I remember meeting EMS Namboodiripad, retired to his modest flat in a suburb of Trivandrum, one sultry afternoon a few months before he left to meet Marx in 1998. The great man, still blissfully steeped in the Vedic scripts of revolution, was hopeful of communism’s comeback after the ‘practical’ error in the Soviet Union. For our highest priest of communism, the ideology was history-proof, and the sight of him waiting for another day was tragic. A Sitaram Yechury talking about the future without the courage to repudiate the past is a farcical sight. This may be a world without the Soviet Union or the Berlin Wall, but it is not the one that the Indian communist inhabits—or one that Comrade Yechury, or his predecessor Prakash Karat, has come to terms with. In a post-communist world, comrades here wanted to control India through dialectical harlotry, the last instance of which was when Karat sought to rule India by exercising his arbitrary power as the mind-controller of Dr Manmohan Singh. The dutiful doctor became a politician the day he called the comrade’s bluff and stood by his ‘imperialist’ credentials.
What Karat did was very Marxian in the Indian context. The communist lost every war in India—of class, caste and culture. The initial victories in Kerala and Bengal had behind them a long tradition of grassroots struggle against power. The romance of the first generation communists was built on social realism, but they failed to take provincial exceptionalism to the wider canvas of the rest of India. The applied science of communism did not work in the heartland of India. Communists lost the argument—and the country. And there was no effort to change, to keep pace with a world that was fast shedding the dead certainties of ideology. There was no urgency for a rebirth even after the new generation took over the party. Karat could have been the catalyst, but he refused to deviate from the Book. For a generation that learnt its first lessons of the revolution through the class struggle of JNU, the socialist empire, infallible, was a state of the fossilised mind, which was also the last refuge of the orphaned spectre of Europe. The disintegration of the apparat was directly proportional to the growth rate of the apparatchik’s hallucinations. Yechury was very much a part of the process.

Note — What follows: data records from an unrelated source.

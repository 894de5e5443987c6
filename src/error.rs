use thiserror::Error;

pub type Result<T> = std::result::Result<T, ProcessingError>;

#[derive(Error, Debug)]
pub enum ProcessingError {
    #[error("File I/O error: {0}")]
    Io(#[from] std::io::Error),

    #[error("Station {station_id} not found")]
    StationNotFound { station_id: String },

    #[error("Configuration error: {0}")]
    Config(#[from] config::ConfigError),

    #[error("Invalid data format at line {line}: {message}")]
    InvalidLine { line: usize, message: String },

    #[error("Invalid data format: {0}")]
    InvalidFormat(String),
}

impl ProcessingError {
    /// Attach a 1-based line number to a format error raised by a line parser.
    pub fn at_line(self, line: usize) -> Self {
        match self {
            ProcessingError::InvalidFormat(message) => {
                ProcessingError::InvalidLine { line, message }
            }
            other => other,
        }
    }
}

His admirers are now calling him a pragmatist, which in the black market of Delhi’s realpolitik is not a noble noun. After all, Harkishan Singh Surjeet was the last pragmatist at the party’s helm. Yechury cannot claim even a fraction of the future unless he takes the first definitive step towards turning the moribund CPM into a social democratic party—and stops mouthing such redundant jargon as ‘neo-liberal tendencies’ and ‘imperialism’. The other option is to discard the ideological junk for the sake of political hygiene.